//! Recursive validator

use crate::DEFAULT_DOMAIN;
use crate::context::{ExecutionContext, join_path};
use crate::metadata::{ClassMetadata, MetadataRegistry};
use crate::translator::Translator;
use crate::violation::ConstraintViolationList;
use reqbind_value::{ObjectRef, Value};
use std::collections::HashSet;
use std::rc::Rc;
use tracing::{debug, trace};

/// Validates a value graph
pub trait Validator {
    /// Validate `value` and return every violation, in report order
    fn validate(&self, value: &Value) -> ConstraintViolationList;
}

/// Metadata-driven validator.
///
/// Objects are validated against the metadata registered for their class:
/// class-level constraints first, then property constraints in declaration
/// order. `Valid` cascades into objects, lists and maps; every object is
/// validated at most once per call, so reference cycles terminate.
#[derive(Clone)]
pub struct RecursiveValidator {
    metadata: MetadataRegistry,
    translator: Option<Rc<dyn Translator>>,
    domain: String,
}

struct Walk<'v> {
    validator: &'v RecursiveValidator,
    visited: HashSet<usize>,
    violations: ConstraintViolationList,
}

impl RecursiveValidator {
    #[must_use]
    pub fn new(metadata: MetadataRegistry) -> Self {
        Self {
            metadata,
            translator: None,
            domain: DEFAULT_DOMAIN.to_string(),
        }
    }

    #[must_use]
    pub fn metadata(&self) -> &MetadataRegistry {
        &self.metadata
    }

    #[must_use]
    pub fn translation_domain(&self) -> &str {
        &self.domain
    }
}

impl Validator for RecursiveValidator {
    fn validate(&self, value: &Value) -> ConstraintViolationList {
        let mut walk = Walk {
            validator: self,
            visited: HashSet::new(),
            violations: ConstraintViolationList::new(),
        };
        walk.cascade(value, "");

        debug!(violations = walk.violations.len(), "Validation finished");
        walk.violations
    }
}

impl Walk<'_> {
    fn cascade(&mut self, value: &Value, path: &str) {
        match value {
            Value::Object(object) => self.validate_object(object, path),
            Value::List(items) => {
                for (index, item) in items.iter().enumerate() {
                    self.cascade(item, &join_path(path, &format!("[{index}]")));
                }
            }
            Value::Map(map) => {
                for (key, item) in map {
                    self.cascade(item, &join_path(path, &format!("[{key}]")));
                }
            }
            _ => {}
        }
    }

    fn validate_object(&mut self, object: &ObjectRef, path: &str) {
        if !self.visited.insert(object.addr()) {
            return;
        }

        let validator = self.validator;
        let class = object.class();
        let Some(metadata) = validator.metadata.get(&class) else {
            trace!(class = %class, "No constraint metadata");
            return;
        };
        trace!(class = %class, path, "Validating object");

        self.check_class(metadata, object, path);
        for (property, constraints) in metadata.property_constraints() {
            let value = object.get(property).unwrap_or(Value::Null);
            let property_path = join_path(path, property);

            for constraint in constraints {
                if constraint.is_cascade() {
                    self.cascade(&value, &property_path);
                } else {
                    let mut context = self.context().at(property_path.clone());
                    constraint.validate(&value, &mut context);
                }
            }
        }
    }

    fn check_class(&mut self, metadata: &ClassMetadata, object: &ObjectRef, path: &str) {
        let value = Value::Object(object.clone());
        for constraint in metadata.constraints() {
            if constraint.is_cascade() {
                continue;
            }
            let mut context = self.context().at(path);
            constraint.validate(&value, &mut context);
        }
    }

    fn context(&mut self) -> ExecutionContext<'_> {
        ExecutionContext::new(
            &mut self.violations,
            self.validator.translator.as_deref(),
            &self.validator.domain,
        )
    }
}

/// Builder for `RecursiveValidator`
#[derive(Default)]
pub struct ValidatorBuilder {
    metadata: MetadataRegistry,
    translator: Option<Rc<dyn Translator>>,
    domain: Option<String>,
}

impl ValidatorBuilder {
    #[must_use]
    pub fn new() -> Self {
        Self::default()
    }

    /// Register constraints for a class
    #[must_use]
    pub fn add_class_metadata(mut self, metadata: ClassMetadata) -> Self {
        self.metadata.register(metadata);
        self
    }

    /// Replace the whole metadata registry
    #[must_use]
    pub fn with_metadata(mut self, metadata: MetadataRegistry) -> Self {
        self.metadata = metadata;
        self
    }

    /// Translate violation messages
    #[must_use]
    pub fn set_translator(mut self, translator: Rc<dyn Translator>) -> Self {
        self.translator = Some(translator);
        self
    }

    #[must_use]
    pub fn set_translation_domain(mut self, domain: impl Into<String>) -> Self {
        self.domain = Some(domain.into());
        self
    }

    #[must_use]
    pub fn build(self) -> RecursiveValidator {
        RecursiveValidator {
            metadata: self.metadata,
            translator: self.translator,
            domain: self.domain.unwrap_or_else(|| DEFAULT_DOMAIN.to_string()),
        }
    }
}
------------------------------------------------
Make sure that every entry above is copied out exactly as it stands.

● Answer box:
//! Recursive validator

use crate::DEFAULT_DOMAIN;
use crate::context::{ExecutionContext, join_path};
use crate::metadata::{ClassMetadata, MetadataRegistry};
use crate::translator::Translator;
use crate::violation::ConstraintViolationList;
use reqbind_value::{ObjectRef, Value};
use std::collections::HashSet;
use std::rc::Rc;
use tracing::{debug, trace};

/// Validates a value graph
pub trait Validator {
    /// Validate `value` and return every violation, in report order
    fn validate(&self, value: &Value) -> ConstraintViolationList;
}

/// Metadata-driven validator.
///
/// Objects are validated against the metadata registered for their class:
/// class-level constraints first, then property constraints in declaration
/// order. `Valid` cascades into objects, lists and maps; every object is
/// validated at most once per call, so reference cycles terminate.
#[derive(Clone)]
pub struct RecursiveValidator {
    metadata: MetadataRegistry,
    translator: Option<Rc<dyn Translator>>,
    domain: String,
}

struct Walk<'v> {
    validator: &'v RecursiveValidator,
    visited: HashSet<usize>,
    violations: ConstraintViolationList,
}

impl RecursiveValidator {
    #[must_use]
    pub fn new(metadata: MetadataRegistry) -> Self {
        Self {
            metadata,
            translator: None,
            domain: DEFAULT_DOMAIN.to_string(),
        }
    }

    #[must_use]
    pub fn metadata(&self) -> &MetadataRegistry {
        &self.metadata
    }

    #[must_use]
    pub fn translation_domain(&self) -> &str {
        &self.domain
    }
}

impl Validator for RecursiveValidator {
    fn validate(&self, value: &Value) -> ConstraintViolationList {
        let mut walk = Walk {
            validator: self,
            visited: HashSet::new(),
            violations: ConstraintViolationList::new(),
        };
        walk.cascade(value, "");

        debug!(violations = walk.violations.len(), "Validation finished");
        walk.violations
    }
}

impl Walk<'_> {
    fn cascade(&mut self, value: &Value, path: &str) {
        match value {
            Value::Object(object) => self.validate_object(object, path),
            Value::List(items) => {
                for (index, item) in items.iter().enumerate() {
                    self.cascade(item, &join_path(path, &format!("[{index}]")));
                }
            }
            Value::Map(map) => {
                for (key, item) in map {
                    self.cascade(item, &join_path(path, &format!("[{key}]")));
                }
            }
            _ => {}
        }
    }

    fn validate_object(&mut self, object: &ObjectRef, path: &str) {
        if !self.visited.insert(object.addr()) {
            return;
        }

        let validator = self.validator;
        let class = object.class();
        let Some(metadata) = validator.metadata.get(&class) else {
            trace!(class = %class, "No constraint metadata");
            return;
        };
        trace!(class = %class, path, "Validating object");

        self.check_class(metadata, object, path);
        for (property, constraints) in metadata.property_constraints() {
            let value = object.get(property).unwrap_or(Value::Null);
            let property_path = join_path(path, property);

            for constraint in constraints {
                if constraint.is_cascade() {
                    self.cascade(&value, &property_path);
                } else {
                    let mut context = self.context().at(property_path.clone());
                    constraint.validate(&value, &mut context);
                }
            }
        }
    }

    fn check_class(&mut self, metadata: &ClassMetadata, object: &ObjectRef, path: &str) {
        let value = Value::Object(object.clone());
        for constraint in metadata.constraints() {
            if constraint.is_cascade() {
                continue;
            }
            let mut context = self.context().at(path);
            constraint.validate(&value, &mut context);
        }
    }

    fn context(&mut self) -> ExecutionContext<'_> {
        ExecutionContext::new(
            &mut self.violations,
            self.validator.translator.as_deref(),
            &self.validator.domain,
        )
    }
}

/// Builder for `RecursiveValidator`
#[derive(Default)]
pub struct ValidatorBuilder {
    metadata: MetadataRegistry,
    translator: Option<Rc<dyn Translator>>,
    domain: Option<String>,
}

impl ValidatorBuilder {
    #[must_use]
    pub fn new() -> Self {
        Self::default()
    }

    /// Register constraints for a class
    #[must_use]
    pub fn add_class_metadata(mut self, metadata: ClassMetadata) -> Self {
        self.metadata.register(metadata);
        self
    }

    /// Replace the whole metadata registry
    #[must_use]
    pub fn with_metadata(mut self, metadata: MetadataRegistry) -> Self {
        self.metadata = metadata;
        self
    }

    /// Translate violation messages
    #[must_use]
    pub fn set_translator(mut self, translator: Rc<dyn Translator>) -> Self {
        self.translator = Some(translator);
        self
    }

    #[must_use]
    pub fn set_translation_domain(mut self, domain: impl Into<String>) -> Self {
        self.domain = Some(domain.into());
        self
    }

    #[must_use]
    pub fn build(self) -> RecursiveValidator {
        RecursiveValidator {
            metadata: self.metadata,
            translator: self.translator,
            domain: self.domain.unwrap_or_else(|| DEFAULT_DOMAIN.to_string()),
        }
    }
}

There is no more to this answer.